What is at stake with this weakening of investment is the sustainability of the expansionist cycle and the possible outbreak of a new crisis. Of the 30 recessions recorded in the last three decades, all but one were preceded by a strong investment adjustment. Another advanced indicator of future recessions (the inversion of the interest rate curve, which is observed in 22 of the 30 recessions) points in the same direction. Generally, the time that elapses between the inflection of these indicators and the end of the expansive cycle is 12 to 18 months.
It is therefore appropriate to clarify the origin of the deterioration of the external environment and its significance for the Spanish economy. First, the correction reflects the confluence of multiple factors, Some reversible and others more difficult solution. Among the first, is the commercial conflict between the US and China, which is affecting international trade and causing a landing of the Asian economy more abrupt than expected. The announcement, at the close of this edition, of a meeting between the negotiators of both parties would have eased the tension in the markets. On the other hand, the prospect of a Brexit without agreement is less and less unlikely, although the outcome is in the hands of governments.
But nevertheless, the turbulence also reflects persistent factors, whose solution is more complex. The end of the era of monetary expansion led by central banks is one of them. The companies and the most indebted states will have it more complicated to find financing at affordable prices.
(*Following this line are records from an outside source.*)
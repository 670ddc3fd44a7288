//! Dense face landmark regressor (478-point mesh) using ONNX Runtime.
//!
//! Runs on a cropped face region and returns points in original-frame
//! pixels. Exported model variants disagree on output conventions, so
//! decoding branches on the magnitude heuristic described at
//! `COORDINATE_ABS_THRESHOLD`.

use std::path::{Path, PathBuf};
use std::sync::Mutex;

use ort::session::Session;

use crate::detection::domain::engine_config::EnvLookup;
use crate::detection::domain::regressors::MeshRegressor;
use crate::detection::infrastructure::execution_provider::{build_session, providers_for};
use crate::detection::infrastructure::model_fetcher;
use crate::shared::bbox::BBox;
use crate::shared::constants::{
    COORDINATE_ABS_THRESHOLD, ENV_FACE_MESH_MODEL, FACE_MESH_MODEL_NAME, FACE_MESH_MODEL_URL,
    MESH_LANDMARK_COUNT,
};
use crate::shared::frame::Frame;

/// Input resolution assumed when the model does not declare a static shape.
const FALLBACK_INPUT_SIZE: u32 = 256;

/// Fraction of the face box added on every side before cropping; the
/// regressor needs forehead/chin context the detector box cuts off.
const CROP_MARGIN: f32 = 0.25;

pub struct FaceLandmarker {
    session: Mutex<Session>,
    input_width: u32,
    input_height: u32,
}

impl FaceLandmarker {
    /// Load the mesh model, resolving it through override path, then the
    /// `FRAMESIGHT_FACE_MESH_MODEL` variable, then conventional locations
    /// (fetching into the cache as a last resort).
    pub fn new(
        override_path: Option<&Path>,
        model_dir: Option<&Path>,
        use_gpu: bool,
    ) -> Result<Self, Box<dyn std::error::Error>> {
        let model_path = resolve_mesh_model_with(override_path, model_dir, &|key| {
            std::env::var(key).ok()
        })?;
        let session = build_session("face_mesh", &model_path, providers_for(use_gpu))?;

        let declared = session
            .inputs
            .first()
            .and_then(|input| parse_declared_dims(&format!("{:?}", input.input_type)));
        if declared.is_none() {
            log::debug!(
                "face mesh model declares no static input shape; assuming {FALLBACK_INPUT_SIZE}"
            );
        }
        let (input_width, input_height) =
            declared.unwrap_or((FALLBACK_INPUT_SIZE, FALLBACK_INPUT_SIZE));

        Ok(Self {
            session: Mutex::new(session),
            input_width,
            input_height,
        })
    }
}

impl MeshRegressor for FaceLandmarker {
    fn regress(
        &mut self,
        frame: &Frame,
        bbox: &BBox,
    ) -> Result<Vec<[f32; 3]>, Box<dyn std::error::Error>> {
        let crop = expand_crop(bbox, CROP_MARGIN, frame.width(), frame.height());
        if crop.is_empty() {
            return Ok(Vec::new());
        }

        let input_tensor = crop_resize(frame, &crop, self.input_width, self.input_height);
        let input_value = ort::value::Tensor::from_array(input_tensor)?;

        let mut session = self
            .session
            .lock()
            .map_err(|e| format!("face mesh session lock poisoned: {e}"))?;
        let outputs = session.run(ort::inputs![input_value])?;

        let landmarks = outputs[0].try_extract_array::<f32>()?;
        let raw = landmarks.as_slice().ok_or("Cannot get landmark slice")?;

        let points = denormalize_landmarks(
            raw,
            &crop,
            self.input_width,
            self.input_height,
            frame.width(),
            frame.height(),
        );
        Ok(pad_to_mesh(points))
    }
}

// ---------------------------------------------------------------------------
// Model resolution
// ---------------------------------------------------------------------------

fn resolve_mesh_model_with(
    override_path: Option<&Path>,
    model_dir: Option<&Path>,
    lookup: EnvLookup,
) -> Result<PathBuf, Box<dyn std::error::Error>> {
    if let Some(path) = override_path {
        if path.exists() {
            return Ok(path.to_path_buf());
        }
    }
    if let Some(path) = lookup(ENV_FACE_MESH_MODEL).map(PathBuf::from) {
        if path.exists() {
            return Ok(path);
        }
    }
    if let Some(dir) = model_dir {
        let candidate = dir.join(FACE_MESH_MODEL_NAME);
        if candidate.exists() {
            return Ok(candidate);
        }
    }
    Ok(model_fetcher::resolve(
        FACE_MESH_MODEL_NAME,
        FACE_MESH_MODEL_URL,
        model_dir,
        None,
    )?)
}

// ---------------------------------------------------------------------------
// Decoding
// ---------------------------------------------------------------------------

/// Recover `[N, C, H, W]` from the declared input type; `None` when the
/// shape is absent, symbolic, or dynamic. The dims list reaches us via
/// the type's Debug form, e.g.
/// `Tensor { ty: Float32, dimensions: [1, 3, 256, 256], .. }`.
pub(crate) fn parse_declared_dims(type_repr: &str) -> Option<(u32, u32)> {
    let start = type_repr.find('[')?;
    let end = type_repr[start..].find(']')? + start;
    let dims = type_repr[start + 1..end]
        .split(',')
        .map(|token| token.trim().parse::<i64>())
        .collect::<Result<Vec<_>, _>>()
        .ok()?;
    if dims.len() < 4 {
        return None;
    }
    let height = dims[dims.len() - 2];
    let width = dims[dims.len() - 1];
    if height <= 0 || width <= 0 {
        return None;
    }
    Some((width as u32, height as u32))
}

/// Face box grown by `margin` on every side, clamped to the frame.
fn expand_crop(bbox: &BBox, margin: f32, frame_width: u32, frame_height: u32) -> BBox {
    let dx = bbox.width as f32 * margin;
    let dy = bbox.height as f32 * margin;
    BBox::from_corners(
        bbox.x as f32 - dx,
        bbox.y as f32 - dy,
        (bbox.x + bbox.width) as f32 + dx,
        (bbox.y + bbox.height) as f32 + dy,
    )
    .clamped(frame_width, frame_height)
}

/// Map raw regressor output to original-frame pixels.
///
/// Values whose max magnitude exceeds the threshold are absolute pixels in
/// the model's input space; otherwise they are normalized [0,1] over the
/// crop. Both branches add the crop origin and clamp x/y to the frame.
fn denormalize_landmarks(
    raw: &[f32],
    crop: &BBox,
    input_width: u32,
    input_height: u32,
    frame_width: u32,
    frame_height: u32,
) -> Vec<[f32; 3]> {
    let max_abs = raw.iter().fold(0.0_f32, |acc, v| acc.max(v.abs()));
    let absolute = max_abs > COORDINATE_ABS_THRESHOLD;

    let crop_w = crop.width as f32;
    let crop_h = crop.height as f32;
    let (sx, sy) = if absolute {
        (crop_w / input_width as f32, crop_h / input_height as f32)
    } else {
        (crop_w, crop_h)
    };

    raw.chunks_exact(3)
        .map(|p| {
            let x = (p[0] * sx + crop.x as f32).clamp(0.0, frame_width as f32);
            let y = (p[1] * sy + crop.y as f32).clamp(0.0, frame_height as f32);
            let z = p[2] * sx;
            [x, y, z]
        })
        .collect()
}

/// Pad a short mesh up to the full count by repeating the last real
/// point. Output longer than the target is kept as produced.
fn pad_to_mesh(mut points: Vec<[f32; 3]>) -> Vec<[f32; 3]> {
    if points.is_empty() {
        return points;
    }
    while points.len() < MESH_LANDMARK_COUNT {
        let last = points[points.len() - 1];
        points.push(last);
    }
    points
}

// ---------------------------------------------------------------------------
// Preprocessing
// ---------------------------------------------------------------------------

/// Resize the crop rect to `out_w × out_h`, normalized [0,1] NCHW float32.
fn crop_resize(frame: &Frame, crop: &BBox, out_w: u32, out_h: u32) -> ndarray::Array4<f32> {
    let src = frame.as_ndarray();
    let frame_w = frame.width() as usize;
    let frame_h = frame.height() as usize;
    let ow = out_w as usize;
    let oh = out_h as usize;

    let mut tensor = ndarray::Array4::<f32>::zeros((1, 3, oh, ow));

    for y in 0..oh {
        let src_y = (crop.y as f64 + (y as f64 + 0.5) * crop.height as f64 / oh as f64) as usize;
        let src_y = src_y.min(frame_h - 1);
        for x in 0..ow {
            let src_x =
                (crop.x as f64 + (x as f64 + 0.5) * crop.width as f64 / ow as f64) as usize;
            let src_x = src_x.min(frame_w - 1);
            for c in 0..3 {
                tensor[[0, c, y, x]] = src[[src_y, src_x, c]] as f32 / 255.0;
            }
        }
    }

    tensor
}

// ---------------------------------------------------------------------------
// Tests
// ---------------------------------------------------------------------------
The collapse of emerging economies such as Argentina and Turkey sounds like a first warning.
The fragile situation of the Italian economy, which could have gone into recession, is another stumbling block. The impact on trans-Alpine banking, full of doubtful loans, and cascading effects on corporate financing and the worsening of the recession are worrying. In addition, the advances in the reform of the euro are too timid to protect the European economy from both external and internal disagreements.
Without a doubt, the deterioration of the external context will weigh on Spanish exports. The cheapening of oil, one of the few good news, will bring some oxygen to consumption, but without compensating the slowdown in world markets. On the other hand, the foundations of the expansion are maintained: debtors and competitive companies; intense employment growth as certified by the December membership data; healthy bank balance sheets. Therefore, everything points to the fact that the Spanish economy will maintain the pattern of a mild deceleration. However, special attention must be paid to investment in capital goods – an advanced indicator of the evolution of the cycle – which continues to grow strongly today. In addition, high external indebtedness is the main vulnerability flank in the current context of global weakening. Therefore, it is crucial to maintain a solid external surplus.
In short, the financial expansion that had sustained the global economy is running out, which announces strong convulsions and cuts in the outlook for global growth this year. The Spanish economy, although better positioned than some of its surroundings, will not emerge unscathed. The impact will depend on our ability to shore up the foundations of the expansion and create fiscal room for maneuver at the end of the announced cycle.
Raymond Torres He is the director of Conjuncture of Funcas. On Twitter, @RaymondTorres_
In 2018, Social Security enrollment increased at an annual rate of 3.1%, compared with 3.6% in 2017, equivalent to an increase of 565,000 new members. With this, the number of affiliates reached 18.8 million in annual average, still lower than the maximum in 2007 (19.2 million). In December, membership increased above the average increase in that month since the start of the recovery. Eliminating seasonality, it is equivalent to a monthly increase of 57,000 (Funcas figures), higher than the average monthly growth of membership throughout the year.